[SUPPLIED DATA]:
//! Execution API client
//!
//! Thin wrapper over the exchange's REST surface: unauthenticated
//! market-parameter lookups (tick size, risk routing, fee rate) and
//! authenticated order management through the credential manager.

use crate::client::credentials::{ApiCredentials, CredentialManager};
use crate::error::{AgentError, Result};
use reqwest::{Client, Method};
use rust_decimal::Decimal;
use std::sync::Arc;

/// Client for the execution API
#[derive(Clone)]
pub struct ExecutionClient {
    http: Client,
    base_url: String,
    credentials: Arc<CredentialManager>,
}

impl ExecutionClient {
    pub fn new(base_url: &str, credentials: Arc<CredentialManager>) -> Result<Self> {
        let http = Client::builder()
            .timeout(std::time::Duration::from_secs(30))
            .build()?;
        Ok(Self {
            http,
            base_url: base_url.trim_end_matches('/').to_string(),
            credentials,
        })
    }

    /// Minimum price increment for a market
    pub async fn tick_size(&self, condition_id: &str) -> Result<Decimal> {
        let url = format!("{}/markets/{}", self.base_url, condition_id);
        let resp: serde_json::Value = self.http.get(&url).send().await?.json().await?;
        resp["minimum_tick_size"]
            .as_str()
            .and_then(|s| s.parse().ok())
            .or_else(|| resp["minimum_tick_size"].as_f64().and_then(Decimal::from_f64_retain))
            .ok_or_else(|| AgentError::Api(format!("No tick size for market {}", condition_id)))
    }

    /// Whether the token routes through the risk-isolated venue
    pub async fn neg_risk(&self, token_id: &str) -> Result<bool> {
        let url = format!("{}/neg-risk", self.base_url);
        let resp: serde_json::Value = self
            .http
            .get(&url)
            .query(&[("token_id", token_id)])
            .send()
            .await?
            .json()
            .await?;
        Ok(resp["neg_risk"].as_bool().unwrap_or(false))
    }

    /// Maker/taker fee rate in basis points for a token
    pub async fn fee_rate_bps(&self, token_id: &str) -> Result<u32> {
        let url = format!("{}/fee-rate", self.base_url);
        let resp: serde_json::Value = self
            .http
            .get(&url)
            .query(&[("token_id", token_id)])
            .send()
            .await?
            .json()
            .await?;
        Ok(resp["fee_rate_bps"]
            .as_u64()
            .or_else(|| resp["fee_rate_bps"].as_str().and_then(|s| s.parse().ok()))
            .unwrap_or(0) as u32)
    }

    /// Submit a signed order envelope. The builder receives the active
    /// credentials so the envelope's owner field survives a mid-call
    /// credential re-derivation.
    pub async fn post_order<F>(&self, build_envelope: F) -> Result<serde_json::Value>
    where
        F: Fn(&ApiCredentials) -> serde_json::Value,
    {
        self.credentials
            .request_authed(Method::POST, "/order", |creds| Some(build_envelope(creds)))
            .await
    }

    /// Cancel a resting order
    pub async fn cancel_order(&self, order_id: &str) -> Result<()> {
        self.credentials
            .delete_authed(&format!("/order/{}", order_id))
            .await?;
        Ok(())
    }

    /// Status of one order
    pub async fn order_status(&self, order_id: &str) -> Result<serde_json::Value> {
        self.credentials
            .get_authed(&format!("/data/order/{}", order_id))
            .await
    }

    /// All resting orders for the account
    pub async fn open_orders(&self) -> Result<serde_json::Value> {
        self.credentials.get_authed("/data/orders").await
    }
}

[PROBLEM TO SOLVE]: Give the entries once more, exactly as they appear.

[WRITTEN RESPONSE]:
//! Execution API client
//!
//! Thin wrapper over the exchange's REST surface: unauthenticated
//! market-parameter lookups (tick size, risk routing, fee rate) and
//! authenticated order management through the credential manager.

use crate::client::credentials::{ApiCredentials, CredentialManager};
use crate::error::{AgentError, Result};
use reqwest::{Client, Method};
use rust_decimal::Decimal;
use std::sync::Arc;

/// Client for the execution API
#[derive(Clone)]
pub struct ExecutionClient {
    http: Client,
    base_url: String,
    credentials: Arc<CredentialManager>,
}

impl ExecutionClient {
    pub fn new(base_url: &str, credentials: Arc<CredentialManager>) -> Result<Self> {
        let http = Client::builder()
            .timeout(std::time::Duration::from_secs(30))
            .build()?;
        Ok(Self {
            http,
            base_url: base_url.trim_end_matches('/').to_string(),
            credentials,
        })
    }

    /// Minimum price increment for a market
    pub async fn tick_size(&self, condition_id: &str) -> Result<Decimal> {
        let url = format!("{}/markets/{}", self.base_url, condition_id);
        let resp: serde_json::Value = self.http.get(&url).send().await?.json().await?;
        resp["minimum_tick_size"]
            .as_str()
            .and_then(|s| s.parse().ok())
            .or_else(|| resp["minimum_tick_size"].as_f64().and_then(Decimal::from_f64_retain))
            .ok_or_else(|| AgentError::Api(format!("No tick size for market {}", condition_id)))
    }

    /// Whether the token routes through the risk-isolated venue
    pub async fn neg_risk(&self, token_id: &str) -> Result<bool> {
        let url = format!("{}/neg-risk", self.base_url);
        let resp: serde_json::Value = self
            .http
            .get(&url)
            .query(&[("token_id", token_id)])
            .send()
            .await?
            .json()
            .await?;
        Ok(resp["neg_risk"].as_bool().unwrap_or(false))
    }

    /// Maker/taker fee rate in basis points for a token
    pub async fn fee_rate_bps(&self, token_id: &str) -> Result<u32> {
        let url = format!("{}/fee-rate", self.base_url);
        let resp: serde_json::Value = self
            .http
            .get(&url)
            .query(&[("token_id", token_id)])
            .send()
            .await?
            .json()
            .await?;
        Ok(resp["fee_rate_bps"]
            .as_u64()
            .or_else(|| resp["fee_rate_bps"].as_str().and_then(|s| s.parse().ok()))
            .unwrap_or(0) as u32)
    }

    /// Submit a signed order envelope. The builder receives the active
    /// credentials so the envelope's owner field survives a mid-call
    /// credential re-derivation.
    pub async fn post_order<F>(&self, build_envelope: F) -> Result<serde_json::Value>
    where
        F: Fn(&ApiCredentials) -> serde_json::Value,
    {
        self.credentials
            .request_authed(Method::POST, "/order", |creds| Some(build_envelope(creds)))
            .await
    }

    /// Cancel a resting order
    pub async fn cancel_order(&self, order_id: &str) -> Result<()> {
        self.credentials
            .delete_authed(&format!("/order/{}", order_id))
            .await?;
        Ok(())
    }

    /// Status of one order
    pub async fn order_status(&self, order_id: &str) -> Result<serde_json::Value> {
        self.credentials
            .get_authed(&format!("/data/order/{}", order_id))
            .await
    }

    /// All resting orders for the account
    pub async fn open_orders(&self) -> Result<serde_json::Value> {
        self.credentials.get_authed("/data/orders").await
    }
}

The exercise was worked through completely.